Mat tested the Malt-G, the little brother to this G1X model, around this time last year and overall he was impressed, although he did have a few issues, one being the weight. The G uses a Shimano Tiagra groupset, cable disc brakes and costs just £649, so there are bound to be compromises, but in creating the G1X the frame and fork have had a couple of tweaks too, which sees the whole bike shed 800g.

That sort of weight makes a noticeable difference, especially when it comes to acceleration and climbing, which certainly made the Merlin plenty of fun when bashing about on the local gravel tracks.

Merlin Malt-G1X Apex 1 Gravel Bike - riding 2.jpg

It's still no lightweight, but it has some sprightliness there and I enjoyed sprinting up the short, sharp climbs, and the rather small bottom bracket shell only gave the smallest whiff of flex when I was absolutely smashing it from bottom to top.

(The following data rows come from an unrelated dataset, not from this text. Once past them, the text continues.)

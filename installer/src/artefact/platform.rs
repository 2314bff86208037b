//! Host platform detection for artefact selection.
//!
//! A [`Platform`] is an (operating system, CPU architecture) pair. The
//! installer detects the host platform at runtime and maps it onto a
//! [`TargetTriple`] to pick the matching release artefact.
//!
//! ## Supported platforms
//!
//! - macOS on ARM64 and `x86_64`
//! - Linux on `x86_64` and ARM64

use super::error::{ArtefactError, Result};
use super::target::TargetTriple;
use std::fmt;

/// Operating systems oclean is distributed for.
#[derive(Debug, Clone, Copy, PartialEq, Eq, Hash)]
pub enum Os {
    /// Apple macOS.
    MacOs,
    /// GNU/Linux.
    Linux,
}

/// CPU architectures oclean is distributed for.
#[derive(Debug, Clone, Copy, PartialEq, Eq, Hash)]
pub enum Arch {
    /// 64-bit ARM (Apple Silicon, Graviton).
    Aarch64,
    /// 64-bit Intel/AMD.
    X86_64,
}

impl Os {
    /// Human-readable name used in messages and formula text.
    #[must_use]
    pub fn display_name(self) -> &'static str {
        match self {
            Self::MacOs => "macOS",
            Self::Linux => "Linux",
        }
    }
}

impl Arch {
    /// The architecture component of a target triple.
    #[must_use]
    pub fn as_str(self) -> &'static str {
        match self {
            Self::Aarch64 => "aarch64",
            Self::X86_64 => "x86_64",
        }
    }
}

/// An (operating system, architecture) pair.
///
/// # Examples
///
/// ```
/// use oclean_installer::artefact::platform::{Arch, Os, Platform};
///
/// let platform = Platform::from_parts("macos", "aarch64").expect("supported");
/// assert_eq!(platform, Platform::new(Os::MacOs, Arch::Aarch64));
/// assert_eq!(platform.target_triple().as_str(), "aarch64-apple-darwin");
/// ```
#[derive(Debug, Clone, Copy, PartialEq, Eq, Hash)]
pub struct Platform {
    os: Os,
    arch: Arch,
}

impl Platform {
    /// Create a platform from its components.
    #[must_use]
    pub const fn new(os: Os, arch: Arch) -> Self {
        Self { os, arch }
    }

    /// Detect the platform the installer is running on.
    ///
    /// # Errors
    ///
    /// Returns [`ArtefactError::UnsupportedHost`] when the host OS or
    /// architecture is outside the distribution matrix.
    pub fn detect() -> Result<Self> {
        Self::from_parts(std::env::consts::OS, std::env::consts::ARCH)
    }

    /// Build a platform from `std::env::consts`-style OS and arch names.
    ///
    /// # Errors
    ///
    /// Returns [`ArtefactError::UnsupportedHost`] for any other values.
    pub fn from_parts(os: &str, arch: &str) -> Result<Self> {
        let unsupported = || ArtefactError::UnsupportedHost {
            os: os.to_owned(),
            arch: arch.to_owned(),
        };
        let parsed_os = match os {
            "macos" => Os::MacOs,
            "linux" => Os::Linux,
            _ => return Err(unsupported()),
        };
        let parsed_arch = match arch {
            "aarch64" => Arch::Aarch64,
            "x86_64" => Arch::X86_64,
            _ => return Err(unsupported()),
        };
        Ok(Self::new(parsed_os, parsed_arch))
    }

    /// Return the operating system.
    #[must_use]
    pub fn os(self) -> Os {
        self.os
    }

    /// Return the CPU architecture.
    #[must_use]
    pub fn arch(self) -> Arch {
        self.arch
    }

    /// Map this platform onto the target triple its artefact is built for.
    #[must_use]
    pub fn target_triple(self) -> TargetTriple {
        let triple = match (self.os, self.arch) {
            (Os::MacOs, Arch::Aarch64) => "aarch64-apple-darwin",
            (Os::MacOs, Arch::X86_64) => "x86_64-apple-darwin",
            (Os::Linux, Arch::X86_64) => "x86_64-unknown-linux-gnu",
            (Os::Linux, Arch::Aarch64) => "aarch64-unknown-linux-gnu",
        };
        TargetTriple::from_known(triple)
    }
}

impl fmt::Display for Platform {
    fn fmt(&self, f: &mut fmt::Formatter<'_>) -> fmt::Result {
        write!(f, "{} {}", self.arch.as_str(), self.os.display_name())
    }
}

With chainstays around the 440mm mark, helping to create a long and stable wheelbase of 1,050mm, plus a 71.5-degree head angle, the Merlin has a very easy ride to live with on an unstable surface like gravel.

There is some decent feedback going on through the frame and fork, so you can feel what is going on beneath you, and the almost subdued handling (compared with some of the more aggressive gravel bikes I've ridden) can be cajoled into getting you out of trouble if needs be.

This doesn't mean the Malt-G1X is boring to ride if you are a seasoned off-roader, as Merlin has specced a much shorter stem than you would normally find on a road bike of similar size to keep things interesting.

Merlin Malt G1X - stem.jpg

All this means you can have some fun when descending, and it's only when things are really steep or technical that you have to work hard to keep the Merlin hitting each apex.

Our 50cm model (565mm top tube) has a 165mm head tube length which isn't over the top. Take out the spacers and you can get quite an aggressive position if you are used to riding race bikes.

I actually enjoyed the G1X a little more upright; it's a relaxing ride and I enjoyed cruising for miles on the gravel just enjoying the scenery.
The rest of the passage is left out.